[Extracted information — start]

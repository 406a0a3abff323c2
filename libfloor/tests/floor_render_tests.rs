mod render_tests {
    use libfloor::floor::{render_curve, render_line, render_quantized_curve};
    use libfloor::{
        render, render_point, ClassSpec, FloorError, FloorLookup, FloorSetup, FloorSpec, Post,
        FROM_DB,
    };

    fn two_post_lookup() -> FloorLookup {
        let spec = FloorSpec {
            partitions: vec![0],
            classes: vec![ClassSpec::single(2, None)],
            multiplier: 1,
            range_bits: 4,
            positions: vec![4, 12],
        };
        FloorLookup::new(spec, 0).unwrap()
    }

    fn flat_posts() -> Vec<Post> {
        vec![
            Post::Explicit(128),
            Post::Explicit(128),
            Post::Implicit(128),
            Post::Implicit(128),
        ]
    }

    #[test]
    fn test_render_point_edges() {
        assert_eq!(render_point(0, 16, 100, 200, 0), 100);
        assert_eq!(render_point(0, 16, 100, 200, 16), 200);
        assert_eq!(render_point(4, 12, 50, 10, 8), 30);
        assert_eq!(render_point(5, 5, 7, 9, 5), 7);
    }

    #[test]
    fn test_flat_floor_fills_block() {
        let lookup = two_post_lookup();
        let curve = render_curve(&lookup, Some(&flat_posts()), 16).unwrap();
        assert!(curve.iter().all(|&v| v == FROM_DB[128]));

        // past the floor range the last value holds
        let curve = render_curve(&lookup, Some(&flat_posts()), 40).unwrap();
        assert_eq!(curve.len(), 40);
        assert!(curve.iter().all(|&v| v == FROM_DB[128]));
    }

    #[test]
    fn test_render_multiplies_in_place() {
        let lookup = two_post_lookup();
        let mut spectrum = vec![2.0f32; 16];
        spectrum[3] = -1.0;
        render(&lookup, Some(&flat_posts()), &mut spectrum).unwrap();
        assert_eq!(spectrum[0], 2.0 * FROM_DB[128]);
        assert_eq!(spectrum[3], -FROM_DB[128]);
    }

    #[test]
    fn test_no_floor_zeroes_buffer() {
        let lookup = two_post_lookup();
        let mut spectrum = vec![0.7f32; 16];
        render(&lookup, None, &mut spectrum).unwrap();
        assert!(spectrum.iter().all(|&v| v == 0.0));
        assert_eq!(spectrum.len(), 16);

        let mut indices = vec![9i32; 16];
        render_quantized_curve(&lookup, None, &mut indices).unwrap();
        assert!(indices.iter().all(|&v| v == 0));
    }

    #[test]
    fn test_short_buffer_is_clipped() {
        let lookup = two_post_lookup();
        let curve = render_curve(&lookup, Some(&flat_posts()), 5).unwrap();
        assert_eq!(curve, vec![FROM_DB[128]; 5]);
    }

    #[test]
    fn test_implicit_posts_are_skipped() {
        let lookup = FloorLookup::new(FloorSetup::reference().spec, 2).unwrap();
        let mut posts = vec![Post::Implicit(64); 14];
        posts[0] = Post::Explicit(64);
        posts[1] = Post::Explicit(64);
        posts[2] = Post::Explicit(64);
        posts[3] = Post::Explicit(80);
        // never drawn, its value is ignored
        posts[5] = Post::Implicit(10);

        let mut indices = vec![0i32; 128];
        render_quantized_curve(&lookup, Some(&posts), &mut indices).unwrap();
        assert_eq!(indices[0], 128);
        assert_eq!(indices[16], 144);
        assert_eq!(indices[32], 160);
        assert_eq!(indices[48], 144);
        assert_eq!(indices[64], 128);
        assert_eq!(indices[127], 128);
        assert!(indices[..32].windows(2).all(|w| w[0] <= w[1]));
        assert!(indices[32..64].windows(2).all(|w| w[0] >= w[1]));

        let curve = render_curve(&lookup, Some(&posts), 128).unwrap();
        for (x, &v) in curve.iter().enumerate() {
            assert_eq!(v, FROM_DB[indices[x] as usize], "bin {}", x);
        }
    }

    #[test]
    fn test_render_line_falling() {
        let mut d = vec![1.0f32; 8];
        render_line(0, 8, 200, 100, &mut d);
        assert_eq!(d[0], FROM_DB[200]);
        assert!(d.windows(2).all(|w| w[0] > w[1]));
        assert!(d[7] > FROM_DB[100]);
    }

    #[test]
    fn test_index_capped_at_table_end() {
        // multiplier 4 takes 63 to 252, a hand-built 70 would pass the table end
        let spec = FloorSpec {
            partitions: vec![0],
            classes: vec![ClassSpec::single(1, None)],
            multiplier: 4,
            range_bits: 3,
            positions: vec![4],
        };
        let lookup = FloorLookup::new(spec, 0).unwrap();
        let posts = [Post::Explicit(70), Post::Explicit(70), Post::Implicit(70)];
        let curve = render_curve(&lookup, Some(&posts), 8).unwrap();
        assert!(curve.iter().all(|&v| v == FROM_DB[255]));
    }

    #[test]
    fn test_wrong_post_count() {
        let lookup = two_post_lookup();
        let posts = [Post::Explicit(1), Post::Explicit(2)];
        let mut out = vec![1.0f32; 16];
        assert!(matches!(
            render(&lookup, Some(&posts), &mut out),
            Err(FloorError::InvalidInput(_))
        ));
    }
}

[Extracted information — finish]

### What is being asked
As you read the records above, find each line that contains "classes" and copy it.

### Response to the exercise
            classes: vec![ClassSpec::single(2, None)],
            classes: vec![ClassSpec::single(1, None)],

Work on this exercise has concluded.